Epilepsy: Examination

A comprehensive clinical examination is the basis for selecting further diagnostic steps.

The patient is assessed using the Glasgow Coma Scale. This contains the following criteria:

Criterion Score
Eye opening spontaneous 4
on request 3
on pain stimulus 2
no reaction 1
Verbal communication conversational, oriented 5
conversational, disoriented (confused) 4
incoherent words 3
unintelligible sounds 2
no verbal reaction 1
Motor response Follows prompts 6
Targeted pain defense 5
untargeted pain defense 4
on pain stimulus flexion synergisms 3
on pain stimulus stretching synergisms 2
No response to pain stimulus 1

Assessment

  • Points are awarded for each category separately and then added together. The maximum score is 15, the minimum 3 points.
  • If the score is 8 or less, a very severe brain dysfunction is assumed and the there is a risk of life-threatening respiratory disorders.
  • With a GCS ≤ 8, airway protection must be considered.
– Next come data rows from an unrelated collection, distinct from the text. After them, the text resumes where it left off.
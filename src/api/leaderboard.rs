//! 排行榜与时间序列 API
//!
//! 覆盖国家/用户权重序列、提交数序列、汇总统计、Genius 分层分析，
//! 以及 value factor 与 combined 指标的分页用户变化列表。

use std::fmt;

use super::client::ApiClient;
use super::error::ApiResult;
use super::query::Query;
use super::transport::Transport;
use crate::types::common::{PaginatedResponse, SortOrder};
use crate::types::leaderboard::{
    CombinedUserChange, CountrySubmissionTimeSeries, CountryWeightData, CountryWeightTimeSeries,
    GeniusCountryTimeSeries, GeniusLevelWeightChange, GeniusUserWeightChange,
    GeniusWeightTimeSeries, SummaryStatistics, UserWeightData, UserWeightTimeSeries,
    ValueFactorUserChange,
};

// =========================================================
// 查询参数对象
// =========================================================

/// Value factor 用户变化列表的排序字段
#[derive(Debug, Clone, Copy, PartialEq, Eq, Default)]
pub enum ValueFactorSort {
    #[default]
    ValueChange,
    ValueChangePercent,
    EndValue,
}

impl ValueFactorSort {
    pub fn as_str(&self) -> &'static str {
        match self {
            ValueFactorSort::ValueChange => "value_change",
            ValueFactorSort::ValueChangePercent => "value_change_percent",
            ValueFactorSort::EndValue => "end_value",
        }
    }
}

impl fmt::Display for ValueFactorSort {
    fn fmt(&self, f: &mut fmt::Formatter<'_>) -> fmt::Result {
        f.write_str(self.as_str())
    }
}

/// Combined 用户变化列表的排序字段（三个子指标之一）
#[derive(Debug, Clone, Copy, PartialEq, Eq, Default)]
pub enum CombinedSort {
    #[default]
    AlphaChange,
    PowerPoolChange,
    SelectedChange,
}

impl CombinedSort {
    pub fn as_str(&self) -> &'static str {
        match self {
            CombinedSort::AlphaChange => "alpha_change",
            CombinedSort::PowerPoolChange => "power_pool_change",
            CombinedSort::SelectedChange => "selected_change",
        }
    }
}

impl fmt::Display for CombinedSort {
    fn fmt(&self, f: &mut fmt::Formatter<'_>) -> fmt::Result {
        f.write_str(self.as_str())
    }
}

/// Value factor 用户变化列表查询
///
/// 带默认值的参数始终随请求发送；`countries` / `genius_levels` /
/// 日期区间等过滤条件未设置时省略。
#[derive(Debug, Clone, PartialEq)]
pub struct ValueFactorChangeQuery {
    pub sort_by: ValueFactorSort,
    pub sort_order: SortOrder,
    pub page: u32,
    pub page_size: u32,
    pub countries: Vec<String>,
    pub genius_levels: Vec<String>,
    pub exclude_both_half: bool,
    pub start_date: Option<String>,
    pub end_date: Option<String>,
}

impl Default for ValueFactorChangeQuery {
    fn default() -> Self {
        Self {
            sort_by: ValueFactorSort::default(),
            sort_order: SortOrder::default(),
            page: 1,
            page_size: 50,
            countries: Vec::new(),
            genius_levels: Vec::new(),
            exclude_both_half: false,
            start_date: None,
            end_date: None,
        }
    }
}

/// Combined 指标用户变化列表查询
#[derive(Debug, Clone, PartialEq)]
pub struct CombinedChangeQuery {
    pub sort_by: CombinedSort,
    pub sort_order: SortOrder,
    pub page: u32,
    pub page_size: u32,
    pub countries: Vec<String>,
    pub genius_levels: Vec<String>,
    pub exclude_both_half: bool,
    pub base_date: Option<String>,
    pub target_date: Option<String>,
}

impl Default for CombinedChangeQuery {
    fn default() -> Self {
        Self {
            sort_by: CombinedSort::default(),
            sort_order: SortOrder::default(),
            page: 1,
            page_size: 50,
            countries: Vec::new(),
            genius_levels: Vec::new(),
            exclude_both_half: false,
            base_date: None,
            target_date: None,
        }
    }
}

// =========================================================
// 端点
// =========================================================

impl<T: Transport> ApiClient<T> {
    /// 获取国家权重时间序列
    pub async fn get_country_weight_timeseries(
        &self,
        countries: Option<&str>,
        limit_days: u32,
    ) -> ApiResult<Vec<CountryWeightTimeSeries>> {
        let query = Query::new()
            .push("limit_days", limit_days)
            .push_opt("countries", countries);
        self.get("/leaderboard/country-weight-timeseries", query).await
    }

    /// 获取国家提交数时间序列
    pub async fn get_country_submission_timeseries(
        &self,
        countries: Option<&str>,
        limit_days: u32,
        start_date: Option<&str>,
        end_date: Option<&str>,
    ) -> ApiResult<Vec<CountrySubmissionTimeSeries>> {
        let query = Query::new()
            .push("limit_days", limit_days)
            .push_opt("countries", countries)
            .push_opt("start_date", start_date)
            .push_opt("end_date", end_date);
        self.get("/leaderboard/country-submission-timeseries", query)
            .await
    }

    /// 获取可用国家列表
    pub async fn get_available_countries(&self) -> ApiResult<Vec<String>> {
        self.get("/leaderboard/available-countries", Query::new()).await
    }

    /// 获取国家排行榜
    pub async fn get_country_leaderboard(
        &self,
        limit: u32,
        days: u32,
    ) -> ApiResult<Vec<CountryWeightData>> {
        let query = Query::new().push("limit", limit).push("days", days);
        self.get("/leaderboard/country-leaderboard", query).await
    }

    /// 获取用户排行榜（按 weight 变化量排序）
    pub async fn get_user_leaderboard(
        &self,
        limit: u32,
        days: u32,
        order: SortOrder,
    ) -> ApiResult<Vec<UserWeightData>> {
        let query = Query::new()
            .push("limit", limit)
            .push("days", days)
            .push("order", order);
        self.get("/leaderboard/user-leaderboard", query).await
    }

    /// 获取汇总统计
    pub async fn get_summary_statistics(&self, days: u32) -> ApiResult<SummaryStatistics> {
        let query = Query::new().push("days", days);
        self.get("/leaderboard/summary-statistics", query).await
    }

    /// 获取 Genius 国家时间序列
    pub async fn get_genius_country_timeseries(
        &self,
        countries: Option<&str>,
        start_date: Option<&str>,
        end_date: Option<&str>,
    ) -> ApiResult<Vec<GeniusCountryTimeSeries>> {
        let query = Query::new()
            .push_opt("countries", countries)
            .push_opt("start_date", start_date)
            .push_opt("end_date", end_date);
        self.get("/leaderboard/genius-country-timeseries", query).await
    }

    /// 获取 Genius 等级权重时间序列
    pub async fn get_genius_weight_timeseries(
        &self,
        levels: Option<&str>,
        countries: Option<&str>,
        start_date: Option<&str>,
        end_date: Option<&str>,
    ) -> ApiResult<Vec<GeniusWeightTimeSeries>> {
        let query = Query::new()
            .push_opt("levels", levels)
            .push_opt("countries", countries)
            .push_opt("start_date", start_date)
            .push_opt("end_date", end_date);
        self.get("/leaderboard/genius-weight-timeseries", query).await
    }

    /// 获取 Genius 用户权重变化
    pub async fn get_genius_user_weight_changes(
        &self,
        levels: Option<&str>,
        countries: Option<&str>,
        start_date: Option<&str>,
        end_date: Option<&str>,
        order: SortOrder,
    ) -> ApiResult<Vec<GeniusUserWeightChange>> {
        let query = Query::new()
            .push("order", order)
            .push_opt("levels", levels)
            .push_opt("countries", countries)
            .push_opt("start_date", start_date)
            .push_opt("end_date", end_date);
        self.get("/leaderboard/genius-user-weight-changes", query).await
    }

    /// 获取单个 Genius 用户的权重时间序列
    pub async fn get_genius_user_weight_timeseries(
        &self,
        user: &str,
        start_date: Option<&str>,
        end_date: Option<&str>,
    ) -> ApiResult<UserWeightTimeSeries> {
        let query = Query::new()
            .push("user", user)
            .push_opt("start_date", start_date)
            .push_opt("end_date", end_date);
        self.get("/leaderboard/genius-user-weight-timeseries", query)
            .await
    }

    /// 获取 Genius 数据覆盖的国家列表
    pub async fn get_genius_available_countries(&self) -> ApiResult<Vec<String>> {
        self.get("/leaderboard/genius-available-countries", Query::new())
            .await
    }

    /// 获取 Genius 等级列表
    pub async fn get_genius_available_levels(&self) -> ApiResult<Vec<String>> {
        self.get("/leaderboard/genius-available-levels", Query::new())
            .await
    }

    /// 获取按等级聚合的 Genius 权重变化
    pub async fn get_genius_level_weight_changes(
        &self,
        days: u32,
    ) -> ApiResult<Vec<GeniusLevelWeightChange>> {
        let query = Query::new().push("days", days);
        self.get("/leaderboard/genius-level-weight-changes", query).await
    }

    /// 获取 value factor 用户变化列表（分页）
    pub async fn get_value_factor_user_changes(
        &self,
        q: &ValueFactorChangeQuery,
    ) -> ApiResult<PaginatedResponse<ValueFactorUserChange>> {
        let query = Query::new()
            .push("sort_by", q.sort_by)
            .push("sort_order", q.sort_order)
            .push("page", q.page)
            .push("page_size", q.page_size)
            .push_list("countries", &q.countries)
            .push_list("genius_levels", &q.genius_levels)
            .push("exclude_both_half", q.exclude_both_half)
            .push_opt("start_date", q.start_date.as_deref())
            .push_opt("end_date", q.end_date.as_deref());
        self.get("/leaderboard/value-factor-user-changes", query).await
    }

    /// 获取 combined 指标用户变化列表（分页）
    pub async fn get_combined_user_changes(
        &self,
        q: &CombinedChangeQuery,
    ) -> ApiResult<PaginatedResponse<CombinedUserChange>> {
        let query = Query::new()
            .push("sort_by", q.sort_by)
            .push("sort_order", q.sort_order)
            .push("page", q.page)
            .push("page_size", q.page_size)
            .push_list("countries", &q.countries)
            .push_list("genius_levels", &q.genius_levels)
            .push("exclude_both_half", q.exclude_both_half)
            .push_opt("base_date", q.base_date.as_deref())
            .push_opt("target_date", q.target_date.as_deref());
        self.get("/leaderboard/combined-user-changes", query).await
    }
}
This is followed by a comprehensive physical and neurologic examination:

  • General physical examination – including blood pressure, pulse, body weight, height; furthermore:
    • Inspection
      • Skin and mucous membranes [injuries?, bruise marks?, signs of intoxication?]
      • In the current presence of epilepsy [distinction between seizure? and flexion/extension synergisms in entrapment?]
    • Auscultation of the heart
    • Auscultation of the lungs
    • Palpation of the abdomen (tenderness?, knocking pain?, coughing pain?, defensive tension?, hernial orifices?, renal bearing knocking pain?)
  • Neurological examination – including.
    • Examination of pupillary response, reflex testing, etc.
    • Examination for meningismus [meningismus? (esp. note in presence of febrile infection)]]
    • If postically responsive patient [persistent focal neurologic deficit?]
  • Health check

Square brackets [ ] indicate possible pathological (pathological) physical findings.